All photos taken with my iphone. Follow my daily adventures on Instagram

Monday, October 3, 2016

Getting Here/A Baby Parisian


I am here. Deep breath. The weeks leading up to my departure from San Diego were full of stress - I had no idea how I was going to get everything done. Up to the day I left I was working on a book for a freelance client while I waited for my ride to the airport. It was supposed to be completed the week before, per my meticulously laid out schedule, but as is life, it wasn't done. The client kept changing things...and though I had asked for my pay check in advance it didn't come. So there I was in my condo, working on the book, flight in a couple of hours, having stayed up til 3am packing, paying over $200 extra for 2 bags instead of 1 (which frankly I couldn't afford), no pay check for the last month of work, my beloved Derby Blue throwing up in anticipation of my leaving (she knows when she sees the suitcases), eyes watering and nose running with allergies in the sweltering San Diego heat...and after weeks of holding it together I just started to cry. My phone was ringing and dinging...this was the capstone of my stress. And just as I started to really get my ugly cry on, my parents arrived. I was fine with having my mom see me like this, but my dad...things have been tense between us since I decided to leave the US. He doesn't approve. He was the last person I wanted to freak out in front of. "It's my allergies..." I trailed off as they stood back uncomfortably looking at me. "I'm fine! Let's go." I missed my first flight and we had to rush to drive to LAX, in traffic, while I was on the phone with AT&T and T-Mobile trying to sort out my international plan, to catch my second. There was no lack of stress on my departure day. 

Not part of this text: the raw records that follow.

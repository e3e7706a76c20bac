//! Interpretation of raw embedded metadata into typed values
//!
//! Nothing here fails: unknown ratings become [`AgeRating::Unknown`], bad
//! identifiers become empty strings and junk numbers become 0.

use crate::identifiers;
use crate::types::{AgeRating, ComicInfo, Person};
use chrono::NaiveDate;
use lazy_static::lazy_static;
use serde::{Deserialize, Serialize};
use std::collections::HashMap;

lazy_static! {
    /// Uppercased label -> rating
    static ref AGE_RATINGS: HashMap<String, AgeRating> = AgeRating::ALL
        .iter()
        .map(|rating| (rating.label().to_uppercase(), *rating))
        .collect();
}

/// Embedded metadata after interpretation, attached to the parse result
#[derive(Debug, Clone, Default, Serialize, Deserialize, PartialEq)]
pub struct InterpretedMetadata {
    /// Trimmed series name
    pub series: String,
    pub title: String,
    pub volume: String,
    pub number: String,

    /// Series total as written in the record
    pub count: i32,

    /// Whole-number ordinal of this item, see [`calculated_count`]
    pub calculated_count: i32,

    pub age_rating: AgeRating,

    /// Validated ISBN/GTIN or empty
    pub isbn: String,

    /// Raw format hint ("Special", "One-Shot", ...)
    pub format: String,

    pub series_sort: String,
    pub localized_series: String,
    pub summary: String,
    pub language: String,
    pub publisher: String,
    pub release_date: Option<NaiveDate>,
    pub people: Vec<Person>,
}

impl InterpretedMetadata {
    /// Whether this item claims to be the final entry of its series
    pub fn is_last_in_series(&self) -> bool {
        self.count > 0 && self.calculated_count == self.count
    }
}

/// Interpret a raw record
pub fn interpret(info: &ComicInfo) -> InterpretedMetadata {
    let series_sort = if info.series_sort.trim().is_empty() {
        info.title_sort.trim()
    } else {
        info.series_sort.trim()
    };

    InterpretedMetadata {
        series: info.series.trim().to_string(),
        title: info.title.trim().to_string(),
        volume: info.volume.trim().to_string(),
        number: info.number.trim().to_string(),
        count: info.count,
        calculated_count: calculated_count(&info.number, &info.volume, info.count),
        age_rating: convert_age_rating(&info.age_rating),
        isbn: extract_identifier(&info.gtin),
        format: info.format.trim().to_string(),
        series_sort: series_sort.to_string(),
        localized_series: info.localized_series.trim().to_string(),
        summary: info.summary.trim().to_string(),
        language: info.language_iso.trim().to_string(),
        publisher: info.publisher.trim().to_string(),
        release_date: release_date(info.year, info.month, info.day),
        people: info.people(),
    }
}

/// Map an age-rating label to its enum value
///
/// Case-insensitive, exact. Anything else (including empty) is `Unknown`.
pub fn convert_age_rating(label: &str) -> AgeRating {
    if label.is_empty() {
        return AgeRating::Unknown;
    }

    AGE_RATINGS
        .get(&label.to_uppercase())
        .copied()
        .unwrap_or(AgeRating::Unknown)
}

/// Effective ordinal of an item: the integer part of `number`
///
/// `volume` and `count` do not change the result; `count` is the series total
/// a caller may compare the ordinal against. When `number` is not a number
/// the integer part of `volume` is used, and 0 when neither parses.
pub fn calculated_count(number: &str, volume: &str, _count: i32) -> i32 {
    parse_ordinal(number)
        .or_else(|| parse_ordinal(volume))
        .unwrap_or(0)
}

/// Trim and validate a commercial identifier
pub fn extract_identifier(raw: &str) -> String {
    identifiers::validate(raw.trim())
}

fn parse_ordinal(value: &str) -> Option<i32> {
    let parsed: f64 = value.trim().parse().ok()?;
    if !parsed.is_finite() {
        return None;
    }
    Some(parsed.trunc() as i32)
}

fn release_date(year: i32, month: i32, day: i32) -> Option<NaiveDate> {
    if year <= 0 {
        return None;
    }
    let month = u32::try_from(month.max(1)).ok()?;
    let day = u32::try_from(day.max(1)).ok()?;
    NaiveDate::from_ymd_opt(year, month, day)
}
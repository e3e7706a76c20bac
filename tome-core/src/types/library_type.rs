//! Library type selecting the filename dialect

use serde::{Deserialize, Serialize};
use std::fmt;
use std::str::FromStr;

/// The kind of library a file lives in
///
/// Each type selects a filename dialect in [`crate::parser::parser_for`].
#[derive(Debug, Clone, Copy, Serialize, Deserialize, PartialEq, Eq, Hash, Default)]
#[serde(rename_all = "snake_case")]
pub enum LibraryType {
    /// Japanese style volumes and chapters (`v01 c003`)
    #[default]
    Manga,

    /// Western comics with issue numbers (`#12`, `Annual`)
    Comic,

    /// Reflowable books (epub/pdf) named after the title
    Book,

    /// Light novels; named like manga but stored as epubs
    LightNovel,

    /// Loose images grouped by folder
    Image,
}

impl LibraryType {
    /// All library types, in declaration order
    pub const ALL: [LibraryType; 5] = [
        LibraryType::Manga,
        LibraryType::Comic,
        LibraryType::Book,
        LibraryType::LightNovel,
        LibraryType::Image,
    ];

    /// Lowercase name used on the command line and in JSON
    pub fn as_str(&self) -> &'static str {
        match self {
            LibraryType::Manga => "manga",
            LibraryType::Comic => "comic",
            LibraryType::Book => "book",
            LibraryType::LightNovel => "light_novel",
            LibraryType::Image => "image",
        }
    }
}

impl fmt::Display for LibraryType {
    fn fmt(&self, f: &mut fmt::Formatter<'_>) -> fmt::Result {
        f.write_str(self.as_str())
    }
}

impl FromStr for LibraryType {
    type Err = String;

    fn from_str(s: &str) -> Result<Self, Self::Err> {
        match s.trim().to_lowercase().replace('-', "_").as_str() {
            "manga" => Ok(LibraryType::Manga),
            "comic" | "comics" => Ok(LibraryType::Comic),
            "book" | "books" => Ok(LibraryType::Book),
            "light_novel" | "lightnovel" => Ok(LibraryType::LightNovel),
            "image" | "images" => Ok(LibraryType::Image),
            other => Err(format!("unknown library type '{}'", other)),
        }
    }
}
//! CLI command implementations

mod isbn;
mod parse;
mod scan;
mod sort_title;

pub use isbn::isbn;
pub use parse::parse;
pub use scan::scan;
pub use sort_title::sort_title;

use std::path::Path;
use tome_core::parser::tokens::{DEFAULT_CHAPTER, LOOSE_LEAF_VOLUME};
use tome_core::{read_comic_info, LibraryType, ParserInfo, ReadingItemParser};

/// Resolved options shared by `parse` and `scan`
#[derive(Debug, Clone)]
pub struct ScanOptions {
    pub library_type: LibraryType,

    /// Upper bound of the folder fallback
    pub library_root: Option<String>,

    /// Read and merge embedded metadata
    pub use_metadata: bool,

    /// Parallel jobs for `scan`
    pub jobs: usize,
}

impl ScanOptions {
    fn parser(&self) -> ReadingItemParser {
        match &self.library_root {
            Some(root) => ReadingItemParser::new().with_library_root(root),
            None => ReadingItemParser::new(),
        }
    }
}

/// Read the sidecar (if enabled) and run the resolver on one file
///
/// Unreadable metadata is logged and the file is parsed from its name alone.
fn parse_file(parser: &ReadingItemParser, path: &Path, options: &ScanOptions) -> Option<ParserInfo> {
    let comic_info = if options.use_metadata {
        match read_comic_info(path) {
            Ok(comic_info) => comic_info,
            Err(e) => {
                tracing::warn!("Failed to read metadata from {}: {}", path.display(), e);
                None
            }
        }
    } else {
        None
    };

    parser.parse(
        &path.to_string_lossy(),
        options.library_type,
        comic_info.as_ref(),
        options.use_metadata,
    )
}

/// Sentinel numbering is shown as empty in human output
fn display_number(value: &str) -> &str {
    if value == LOOSE_LEAF_VOLUME || value == DEFAULT_CHAPTER {
        ""
    } else {
        value
    }
}
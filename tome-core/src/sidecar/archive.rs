//! ComicInfo.xml inside zip based archives (cbz, zip)

use crate::error::{Result, SidecarError};
use crate::types::ComicInfo;
use std::fs::File;
use std::io::{BufReader, Read};
use std::path::Path;
use zip::ZipArchive;

const COMIC_INFO_NAME: &str = "comicinfo.xml";

/// Read `ComicInfo.xml` from a zip archive
///
/// The entry is matched case-insensitively and may live in any folder; the
/// shallowest match wins.
pub fn read_archive_comic_info(path: &Path) -> Result<Option<ComicInfo>> {
    let file = File::open(path)?;
    let mut archive = ZipArchive::new(BufReader::new(file))
        .map_err(|e| SidecarError::InvalidArchive(format!("{}: {}", path.display(), e)))?;

    let Some(entry_name) = find_comic_info(archive.file_names()) else {
        return Ok(None);
    };

    let mut entry = archive
        .by_name(&entry_name)
        .map_err(|e| SidecarError::InvalidArchive(e.to_string()))?;

    let mut bytes = Vec::new();
    entry.read_to_end(&mut bytes)?;

    let xml = String::from_utf8_lossy(&bytes);
    let comic_info = ComicInfo::from_xml(xml.trim_start_matches('\u{feff}'))
        .map_err(|e| SidecarError::InvalidComicInfo(format!("{}: {}", path.display(), e)))?;

    tracing::debug!(path = %path.display(), entry = %entry_name, "read ComicInfo.xml");
    Ok(Some(comic_info))
}

fn find_comic_info<'a>(names: impl Iterator<Item = &'a str>) -> Option<String> {
    names
        .filter(|name| {
            name.rsplit('/')
                .next()
                .is_some_and(|base| base.eq_ignore_ascii_case(COMIC_INFO_NAME))
        })
        .min_by_key(|name| name.matches('/').count())
        .map(str::to_string)
}
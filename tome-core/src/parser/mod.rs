//! Filename dialects: best-effort guesses from a path alone

mod book;
mod comic;
mod image;
mod manga;
pub mod tokens;

pub use book::BookParser;
pub use comic::ComicParser;
pub use image::ImageParser;
pub use manga::MangaParser;

use crate::types::{LibraryType, MangaFormat, ParserInfo};
use tokens::{Flavor, DEFAULT_CHAPTER, LOOSE_LEAF_VOLUME, SPECIAL_VOLUME};

static MANGA: MangaParser = MangaParser::new(LibraryType::Manga);
static LIGHT_NOVEL: MangaParser = MangaParser::new(LibraryType::LightNovel);
static COMIC: ComicParser = ComicParser;
static BOOK: BookParser = BookParser;
static IMAGE: ImageParser = ImageParser;

/// Trait for guessing series/volume/chapter/title from a file path
///
/// Dialects override the token hooks; the provided [`FilenameParser::parse`]
/// runs the shared flow (folder fallback, editions, specials) on top of them.
pub trait FilenameParser: Send + Sync {
    /// Library type this dialect serves
    fn library_type(&self) -> LibraryType;

    /// Rule set used by the token hooks
    fn flavor(&self) -> Flavor {
        Flavor::Manga
    }

    fn parse_volume(&self, name: &str) -> String {
        tokens::parse_volume(name, self.flavor())
    }

    fn parse_chapter(&self, name: &str) -> String {
        tokens::parse_chapter(name, self.flavor())
    }

    fn parse_series(&self, name: &str) -> String {
        tokens::parse_series(name, self.flavor())
    }

    fn is_special(&self, name: &str) -> bool {
        tokens::is_special(name, self.flavor())
    }

    /// Parse a file path. `root_path` bounds the folder fallback; pass an
    /// empty string to only consider the immediate parent folder.
    ///
    /// Returns `None` when no series can be found.
    fn parse(&self, path: &str, root_path: &str) -> Option<ParserInfo> {
        default_parse(self, path, root_path)
    }
}

/// Get the dialect for a library type
pub fn parser_for(library_type: LibraryType) -> &'static dyn FilenameParser {
    match library_type {
        LibraryType::Manga => &MANGA,
        LibraryType::LightNovel => &LIGHT_NOVEL,
        LibraryType::Comic => &COMIC,
        LibraryType::Book => &BOOK,
        LibraryType::Image => &IMAGE,
    }
}

/// Convert `\` separators to `/` and collapse repeated separators
pub fn normalize_path(path: &str) -> String {
    let mut normalized = String::with_capacity(path.len());
    for c in path.chars() {
        let c = if c == '\\' { '/' } else { c };
        if c == '/' && normalized.ends_with('/') {
            continue;
        }
        normalized.push(c);
    }
    normalized
}

/// File name without its extension; `.tar.gz` counts as one extension
pub fn file_stem(file_name: &str) -> &str {
    let lower = file_name.to_lowercase();
    if lower.ends_with(".tar.gz") {
        return &file_name[..file_name.len() - ".tar.gz".len()];
    }
    match file_name.rsplit_once('.') {
        Some((stem, _)) if !stem.is_empty() => stem,
        _ => file_name,
    }
}

/// Folder names between the library root and the file, nearest first
///
/// Without a usable root only the immediate parent folder is returned.
pub fn folders_till_root<'a>(root_path: &str, file_path: &'a str) -> Vec<&'a str> {
    let Some((dir, _)) = file_path.rsplit_once('/') else {
        return Vec::new();
    };

    let root = normalize_path(root_path);
    let root = root.trim_end_matches('/');

    match dir.strip_prefix(root) {
        Some(rest) if !root.is_empty() && (rest.is_empty() || rest.starts_with('/')) => rest
            .split('/')
            .filter(|folder| !folder.is_empty())
            .rev()
            .collect(),
        _ => dir
            .rsplit('/')
            .find(|folder| !folder.is_empty())
            .into_iter()
            .collect(),
    }
}

/// The shared dialect flow
fn default_parse<P>(parser: &P, path: &str, root_path: &str) -> Option<ParserInfo>
where
    P: FilenameParser + ?Sized,
{
    let path = normalize_path(path);
    let mut info = ParserInfo::new(path.as_str());

    if tokens::is_cover_image(&info.filename) {
        return None;
    }

    if info.format == MangaFormat::Image {
        return IMAGE.parse(&path, root_path);
    }

    let stem = file_stem(&info.filename).to_string();
    info.title = stem.clone();
    info.chapters = parser.parse_chapter(&stem);
    info.series = parser.parse_series(&stem);
    info.volumes = parser.parse_volume(&stem);

    if info.series.is_empty() {
        fill_from_folders(parser, &mut info, root_path);
    }

    apply_edition(&mut info, &stem);

    // "v20 c171-180 Omake" is numbered content that mentions an extra, not a special
    if info.chapters == DEFAULT_CHAPTER && info.is_loose_leaf() && parser.is_special(&stem) {
        info.is_special = true;
        fill_from_folders(parser, &mut info, root_path);
    }

    if tokens::has_special_marker(&stem) {
        info.is_special = true;
        info.chapters = DEFAULT_CHAPTER.to_string();
        info.volumes = SPECIAL_VOLUME.to_string();
        fill_from_folders(parser, &mut info, root_path);
    }

    if info.series.is_empty() {
        info.series = tokens::clean_title(&stem);
    }

    finish(info)
}

/// Take missing numbering from the folders and the series from the top folder
fn fill_from_folders<P>(parser: &P, info: &mut ParserInfo, root_path: &str)
where
    P: FilenameParser + ?Sized,
{
    let full_path = info.full_file_path.clone();
    let folders = folders_till_root(root_path, &full_path);
    let Some((top, nested)) = folders.split_last() else {
        return;
    };

    for folder in nested {
        let volume = parser.parse_volume(folder);
        if volume != LOOSE_LEAF_VOLUME && info.is_loose_leaf() {
            info.volumes = volume;
        }
        if tokens::has_numbering_marker(folder, parser.flavor()) {
            let chapter = parser.parse_chapter(folder);
            if chapter != DEFAULT_CHAPTER && info.chapters == DEFAULT_CHAPTER {
                info.chapters = chapter;
            }
        }
    }

    if *top == info.series {
        return;
    }

    let series = if tokens::has_numbering_marker(top, parser.flavor()) {
        parser.parse_series(top)
    } else {
        String::new()
    };

    if series.is_empty() {
        info.series = tokens::clean_title(top);
    } else if info.series.is_empty() || !top.contains(info.series.as_str()) {
        info.series = series;
    }
}

/// Move an edition marker out of the series
fn apply_edition(info: &mut ParserInfo, stem: &str) {
    let edition = tokens::parse_edition(stem);
    if edition.is_empty() {
        return;
    }
    info.series = tokens::clean_title(&info.series.replace(edition.as_str(), ""));
    info.edition = edition;
}

/// Final touches shared by every dialect
fn finish(mut info: ParserInfo) -> Option<ParserInfo> {
    if info.format == MangaFormat::Pdf && info.series.to_lowercase().ends_with(".pdf") {
        let len = info.series.len() - ".pdf".len();
        info.series.truncate(len);
    }

    if info.series.is_empty() {
        None
    } else {
        Some(info)
    }
}
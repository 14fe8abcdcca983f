//! Distribution reducer
//!
//! Counts entries per mood label. The label set is open: every label seen in
//! the data becomes a row, in order of first occurrence.

use crate::history::types::{DistributionRow, FilteredEntry};
use std::collections::HashMap;

/// Count entries per mood label, in first-seen order
///
/// Entries without a mood are skipped.
pub fn distribution(entries: &[FilteredEntry<'_>]) -> Vec<DistributionRow> {
    let mut rows: Vec<DistributionRow> = Vec::new();
    let mut positions: HashMap<&str, usize> = HashMap::new();

    for entry in entries {
        let Some(mood) = entry.mood() else {
            tracing::debug!(timestamp = ?entry.entry.timestamp, "Entry without mood left out of distribution");
            continue;
        };

        match positions.get(mood) {
            Some(&index) => rows[index].value += 1,
            None => {
                positions.insert(mood, rows.len());
                rows.push(DistributionRow {
                    name: mood.to_string(),
                    value: 1,
                });
            }
        }
    }

    rows
}
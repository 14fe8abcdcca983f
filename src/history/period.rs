//! Calendar buckets
//!
//! A bucket is the calendar period an entry's date falls into. Buckets are
//! ordered chronologically by their start, never by their display label.

use crate::history::error::MonthKeyError;
use chrono::{Datelike, Duration, NaiveDate};
use std::str::FromStr;

/// A calendar grouping key
pub trait Bucket: Copy + Ord {
    /// The bucket containing a date
    fn containing(date: NaiveDate) -> Self;

    /// First day of the bucket
    fn start(&self) -> NaiveDate;

    /// Label shown on the chart axis
    fn label(&self) -> String;
}

/// A week running Monday to Sunday, keyed by its Monday
#[derive(Debug, Clone, Copy, PartialEq, Eq, PartialOrd, Ord, Hash)]
pub struct WeekStart(NaiveDate);

impl Bucket for WeekStart {
    fn containing(date: NaiveDate) -> Self {
        let days_since_monday = date.weekday().num_days_from_monday() as i64;
        Self(date - Duration::days(days_since_monday))
    }

    fn start(&self) -> NaiveDate {
        self.0
    }

    /// e.g. "Jan 1 2024"
    fn label(&self) -> String {
        self.0.format("%b %-d %Y").to_string()
    }
}

/// A calendar month
///
/// Field order matters: the derived ordering compares year first.
#[derive(Debug, Clone, Copy, PartialEq, Eq, PartialOrd, Ord, Hash)]
pub struct MonthKey {
    pub year: i32,
    pub month: u32,
}

impl Bucket for MonthKey {
    fn containing(date: NaiveDate) -> Self {
        Self {
            year: date.year(),
            month: date.month(),
        }
    }

    fn start(&self) -> NaiveDate {
        NaiveDate::from_ymd_opt(self.year, self.month, 1).unwrap_or(NaiveDate::MIN)
    }

    fn label(&self) -> String {
        self.to_string()
    }
}

impl std::fmt::Display for MonthKey {
    /// `M/YYYY`, month not zero-padded
    fn fmt(&self, f: &mut std::fmt::Formatter<'_>) -> std::fmt::Result {
        write!(f, "{}/{}", self.month, self.year)
    }
}

impl FromStr for MonthKey {
    type Err = MonthKeyError;

    /// Parse an `M/YYYY` label back into its numeric parts
    fn from_str(s: &str) -> Result<Self, Self::Err> {
        let malformed = || MonthKeyError::Malformed(s.to_string());

        let (month, year) = s.trim().split_once('/').ok_or_else(malformed)?;
        let month: u32 = month.parse().map_err(|_| malformed())?;
        let year: i32 = year.parse().map_err(|_| malformed())?;

        if !(1..=12).contains(&month) {
            return Err(MonthKeyError::MonthOutOfRange(s.to_string()));
        }

        Ok(Self { year, month })
    }
}

#[cfg(test)]
mod tests {
    use super::*;

    fn date(y: i32, m: u32, d: u32) -> NaiveDate {
        NaiveDate::from_ymd_opt(y, m, d).unwrap()
    }

    #[test]
    fn test_week_starts_on_monday() {
        // 2024-01-01 is a Monday
        let monday = date(2024, 1, 1);
        for day in 1..=7 {
            assert_eq!(WeekStart::containing(date(2024, 1, day)).start(), monday);
        }

        // Sunday closes its week rather than opening the next one
        assert_eq!(WeekStart::containing(date(2024, 1, 7)).start(), monday);
        assert_eq!(
            WeekStart::containing(date(2024, 1, 8)).start(),
            date(2024, 1, 8)
        );
    }

    #[test]
    fn test_week_crosses_year_boundary() {
        // Wednesday 2025-01-01 belongs to the week of Monday 2024-12-30
        let week = WeekStart::containing(date(2025, 1, 1));
        assert_eq!(week.start(), date(2024, 12, 30));
        assert_eq!(week.label(), "Dec 30 2024");
    }

    #[test]
    fn test_week_label() {
        assert_eq!(WeekStart::containing(date(2024, 1, 3)).label(), "Jan 1 2024");
        assert_eq!(WeekStart::containing(date(2024, 2, 15)).label(), "Feb 12 2024");
    }

    #[test]
    fn test_month_label_round_trip() {
        let key = MonthKey::containing(date(2024, 10, 31));
        assert_eq!(key.label(), "10/2024");
        assert_eq!("10/2024".parse::<MonthKey>().unwrap(), key);
        assert_eq!(key.start(), date(2024, 10, 1));

        assert_eq!(MonthKey::containing(date(2024, 2, 1)).label(), "2/2024");
    }

    #[test]
    fn test_month_ordering_is_numeric() {
        let october: MonthKey = "10/2024".parse().unwrap();
        let february: MonthKey = "2/2024".parse().unwrap();
        let december_before: MonthKey = "12/2023".parse().unwrap();

        // Label strings sort the other way round
        assert!("10/2024" < "2/2024");
        assert!(february < october);
        assert!(december_before < february);
    }

    #[test]
    fn test_month_parse_errors() {
        assert_eq!(
            "2024".parse::<MonthKey>(),
            Err(MonthKeyError::Malformed("2024".to_string()))
        );
        assert_eq!(
            "13/2024".parse::<MonthKey>(),
            Err(MonthKeyError::MonthOutOfRange("13/2024".to_string()))
        );
        assert!(matches!(
            "x/2024".parse::<MonthKey>(),
            Err(MonthKeyError::Malformed(_))
        ));
    }
}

As soon as I stepped onto the plane and realized they didn't have wifi (so I couldn't work, which I'd planned on) a sense of calm washed over me. I had 10 hours in which I literally couldn't do anything. I couldn't run errands or send emails or be on the phone or work on the book or look for jobs. So I popped a xan and slept the sleep of the dead. When I woke up my seat mate, Shannon, a filmmaker from LA on a trip to Paris to scout locations for his new film, was laughing at me. 

"What?" I asked.
"You really slept. There was a lot of turbulence and you just slept right through it. You must have needed that."
I nodded and smiled and let my eyes close again. 

statue at Palais Garnier, Opera house where rich men had a
backstage pass, meaning they could go backstage to choose a
girl for the night (the dancers were also prostitutes)
I've been in Paris 5 days and already everything is different. I keep getting asked why I'm here. To be honest with you all, I came on somewhat of a whim. I needed a change. I'm not here for a job or to follow a man (the top two guesses). I'm here for me. Because I wanted to come, so here I am. People laud my bravery but honestly I'm just as scared as everyone else. "I wish I could do what you're doing" is something I've gotten a lot. But anyone can...I literally booked a flight (a really cheap one, thanks Norwegian Air) spending a couple dollars short of every penny I had in my account) and figured out the rest after/am still figuring it out. I'm in Paris because I want to be, and I said yes to the great unknown and to change, newness, possibility. 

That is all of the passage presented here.